An 'ambrein' accord is an accord based on bergamot, balsamic notes like labdanum, benzoe, tolu etc, vanilla, civet and coumarin. I combined this accord with woody notes; with the accent on sandalwood, and completed it with notes of Iris and rose. It became a very complex formula, I used over 70 different materials. And still after it was matured and all ........... I added another material; mimosa absolute. I just had to do it, it makes the top notes so nicely smooth but fresh, it combines perfectly with the bergamot, petit grain oil and the orange blossom absolute. I love this tender sweet lively note of mimosa. Well, don't think this is the best perfume I ever created, but it was a nice but tough learning experience. I hope the members of the group can give me some useful advice to make it better. We will exchange the formulas, this way the help can be more specific, and it will be a great way to see how others create their perfume, much different than only smelling the perfume and not knowing the formula. I'm really exited to smell all the perfumes of the other members, I can't wait, but at the same time I'm a bit nervous about my own contribution.
6 comments:
Lieve Meisje,
What a change from your first thoughts on this.

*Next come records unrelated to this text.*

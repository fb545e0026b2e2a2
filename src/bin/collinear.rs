use anyhow::{Context, Result};
use clap::{Parser, ValueEnum};
use std::fs;
use std::path::PathBuf;

use algolab::collinear::{brute_segments, fast_segments};
use algolab::parse::points_from_str;

#[derive(Clone, Copy, Debug, ValueEnum)]
enum Method {
    /// Check every 4-combination of points
    Brute,
    /// Sort by slope around each origin
    Fast,
}

/// Print every line segment containing four or more of the input points.
#[derive(Parser, Debug)]
#[clap(author, version, about, long_about = None)]
struct Args {
    /// Finder to run
    #[clap(short, long, value_enum, default_value = "fast")]
    method: Method,

    /// Path to the points file (count, then x y pairs)
    points_file: PathBuf,
}

fn main() -> Result<()> {
    algolab::logging::init();
    let args = Args::parse();

    let content = fs::read_to_string(&args.points_file)
        .with_context(|| format!("failed to read {}", args.points_file.display()))?;
    let points = points_from_str(&content)
        .with_context(|| format!("invalid points in {}", args.points_file.display()))?;

    let segments = match args.method {
        Method::Brute => brute_segments(&points),
        Method::Fast => fast_segments(&points),
    };
    for segment in &segments {
        println!("{}", segment);
    }
    Ok(())
}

You are probably more critical than your colleagues will be...
I find the entire process extremely exciting !
Tell us all about it, as it unfolds...
Liefs !
Lieve Chaya,
We will see, I will send you a sample too so you can judge for yourself.
Liefs terug!
Oh wow, Jenny, this sounds truly exciting! Also, changing things on the go is sometimes the best way to move forward, reaching out for perfection. Inspirations does not restrain to a particular moment in time. And: Isn't this our priviledge, compared to the industry's perfumer...working in the lab ourselves, exposing our nose to fragrant storms while mixing and testing?
Dear Andy,
You are absolutely right about that, gladly we don't have any limits. It's funny how the creation goes on in your mind as well, you analyze the scent and thinking what it needs, or which notes needs to be reduced, this happens at the strangest moments of the day. But because there are so many possibilities, so many combinations possible, so many materials you can choose from, it's sometimes difficult to make a decision. Material 'A' is nice in it, but material 'B' is nice too, but do I need to use both or only one of them. Maybe a little bit more 'A' than 'B' etc..........
Perfume making is a mystery, it surprises you every time, and that's why I love it.
Jenny, your "confession" struck me positively, too.
I impulsively tweaked my Stephanie parfum after I had thought it was totally complete. I must say that that subtle but dramatic addition was an inspiration from another realm. It's like I don't know where it came from...
Dear Michael,
Wonderful how a creative mind works isn't it? It's a good thing to listen to your impulse sometimes and just daring to add something unusual. And a what great perfume you made with Stephanie!